I came back to work at the beginning of 1986 full of hope and optimism.
We were making some headway with the development of our current offices and a lot of the animosity towards your ownership of ERA had dissipated.
There were still circles within the ERA group particularly in Queensland, where you were viewed with suspicion, your competence was questioned as a person who had simply taken over the family business.
I was seeing a different side of Brian White, I was seeing a man of quiet competence, but in some ways, a very nervous man. The costs and maintenance of ERA were mounting without any major growth in the number of offices to show for this adventure outside your Queensland comfort zone.
The pressure to grow the business, was at times intense and we all felt it.
Michael did a good job of shielding us from the worst of your pressure, but smiles and handshakes could not hide the intense discussions which often took place in the Milson’s Point office.
There were many nights when we were meant to have assembled a group of potential franchisees, you were here to address them and the final attendance, despite what we had been promised, was less than underwhelming.
I would be devastated and you had a very specific way of indicating your disappointment. This period was taking its toll on my confidence and undoubtedly, was adding to my own set of pressures at home.
Sas was seeing me come home late at night dejected at the lack of cut through we were achieving, and then waking up to see that I had crept out early for yet another appointment or breakfast meeting.
There were many times during 1986 when I questioned what I was doing and why I was doing it. In hindsight selling houses seemed like a ridiculously easy way to earn money.
My time away from the family was taking its toll on the kids.
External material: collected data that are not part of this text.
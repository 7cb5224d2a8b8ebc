//! スナップショット構築の純粋ロジック
//!
//! フィールドストアは変更のたびに「ルーム全体のマッピング」を配信する
//! 契約（差分ではない）なので、受信側は毎回このスナップショットから
//! 表示用の順序付きリストを再構築します。副作用を持たない純粋ロジックのみ。

use std::collections::HashMap;

use super::entity::FieldEntry;
use super::value_object::MemberName;

/// 通し番号付きのフィールドスナップショット
///
/// `seq` はルームのフィールドマッピングの変更ごとに増加する番号。
/// スナップショットの取得は書き込みと同一のクリティカルセクションで
/// 行われるため、`seq` の大小がそのまま状態の新旧を表す。
#[derive(Debug, Clone, PartialEq, Eq)]
pub struct FieldsSnapshot {
    pub seq: u64,
    pub entries: Vec<FieldEntry>,
}

/// フィールドマッピングから表示用の順序付きリストを構築する
///
/// # Arguments
///
/// * `fields` - owner name からメッセージ本文へのマッピング
///
/// # Returns
///
/// owner name でソートされたフィールドリスト
pub fn build_field_list(fields: &HashMap<MemberName, String>) -> Vec<FieldEntry> {
    let mut entries: Vec<FieldEntry> = fields
        .iter()
        .map(|(owner, text)| FieldEntry {
            owner: owner.clone(),
            text: text.clone(),
        })
        .collect();

    // Sort by owner name for consistent ordering
    entries.sort_by(|a, b| a.owner.cmp(&b.owner));

    entries
}

#[cfg(test)]
mod tests {
    use super::*;

    fn name(value: &str) -> MemberName {
        MemberName::new(value.to_string()).unwrap()
    }

    #[test]
    fn test_build_field_list_with_empty_fields() {
        // テスト項目: フィールドが空の場合、空のリストが返される
        // given (前提条件):
        let fields = HashMap::new();

        // when (操作):
        let result = build_field_list(&fields);

        // then (期待する結果):
        assert_eq!(result.len(), 0);
    }

    #[test]
    fn test_build_field_list_is_sorted_by_owner() {
        // テスト項目: 複数フィールドが owner name でソートされて返される
        // given (前提条件):
        let mut fields = HashMap::new();
        fields.insert(name("charlie"), "c".to_string());
        fields.insert(name("alice"), "a".to_string());
        fields.insert(name("bob"), "b".to_string());

        // when (操作):
        let result = build_field_list(&fields);

        // then (期待する結果):
        assert_eq!(result.len(), 3);
        assert_eq!(result[0].owner, name("alice"));
        assert_eq!(result[0].text, "a");
        assert_eq!(result[1].owner, name("bob"));
        assert_eq!(result[2].owner, name("charlie"));
    }

}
It may be more honest to say my time at home was taking its toll on my relationship with the kids. I was perpetually tired and impatient with the most important people in my life.
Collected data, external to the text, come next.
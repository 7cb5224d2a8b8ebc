//! WebSocket message DTOs.
//!
//! Every message carries a `type` tag. The server pushes the *entire* field
//! mapping of a room on every change (snapshot, not diff); the client sends
//! only the new text for its own field, since the session identity is fixed
//! at connect time.

use serde::{Deserialize, Serialize};

/// WebSocket message type tag
#[derive(Debug, Clone, Copy, PartialEq, Eq, Serialize, Deserialize)]
#[serde(rename_all = "kebab-case")]
pub enum MessageType {
    /// Initial snapshot sent to a newly joined session
    RoomJoined,
    /// Full field mapping, sent on every field change
    FieldsSnapshot,
    /// A member joined the room
    MemberJoined,
    /// A member left the room
    MemberLeft,
    /// Client -> server: overwrite my field
    SetField,
}

/// Room metadata
#[derive(Debug, Clone, PartialEq, Serialize, Deserialize)]
pub struct RoomInfoDto {
    pub code: String,
    pub name: String,
    /// Unix timestamp in WIB (milliseconds)
    pub created_at: i64,
}

/// One member's field
#[derive(Debug, Clone, PartialEq, Serialize, Deserialize)]
pub struct FieldDto {
    pub name: String,
    pub text: String,
}

/// One member's presence record
#[derive(Debug, Clone, PartialEq, Serialize, Deserialize)]
pub struct MemberDto {
    pub name: String,
    #[serde(skip_serializing_if = "Option::is_none")]
    pub device_id: Option<String>,
    pub joined_at: i64,
}

/// Server -> client: initial snapshot on join
///
/// `seq` is the room's field-mapping sequence number at the time of the
/// snapshot; later `fields-snapshot` messages carry higher numbers.
#[derive(Debug, Clone, PartialEq, Serialize, Deserialize)]
pub struct RoomJoinedMessage {
    pub r#type: MessageType,
    pub room: RoomInfoDto,
    pub seq: u64,
    pub fields: Vec<FieldDto>,
    pub members: Vec<MemberDto>,
}

/// Server -> client: full field mapping after a change
///
/// The mapping and `seq` are captured atomically on the server, so a higher
/// `seq` always means a newer state. Clients drop snapshots older than the
/// one they last applied.
#[derive(Debug, Clone, PartialEq, Serialize, Deserialize)]
pub struct FieldsSnapshotMessage {
    pub r#type: MessageType,
    pub seq: u64,
    pub fields: Vec<FieldDto>,
}

/// Server -> client: a member joined
#[derive(Debug, Clone, PartialEq, Serialize, Deserialize)]
pub struct MemberJoinedMessage {
    pub r#type: MessageType,
    pub name: String,
    pub joined_at: i64,
}

/// Server -> client: a member left
#[derive(Debug, Clone, PartialEq, Serialize, Deserialize)]
pub struct MemberLeftMessage {
    pub r#type: MessageType,
    pub name: String,
    pub left_at: i64,
}

/// Client -> server: overwrite my field with the given text
#[derive(Debug, Clone, PartialEq, Serialize, Deserialize)]
pub struct SetFieldMessage {
    pub r#type: MessageType,
    pub text: String,
}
There were nights during the year when Michael was not with us, that I would be exposed to your withering critique after another failed recruiting effort.
We would go for coffee or dinner and talk honestly about whether this business, in its present format could be saved and built.
Towards the end of 1986, it was becoming evident that major structural change was needed and often these discussions took a turn towards the unthinkable.
We spoke of merging the two businesses under the one Ray White banner, this would have been sacrilege to me only a few short months ago, but slowly I was coming to the realization we had to do something if we were to save what you had bought.
My chats with you were a challenge, borne out of respect, the same could not be said about the times when your brother Paul was in Sydney.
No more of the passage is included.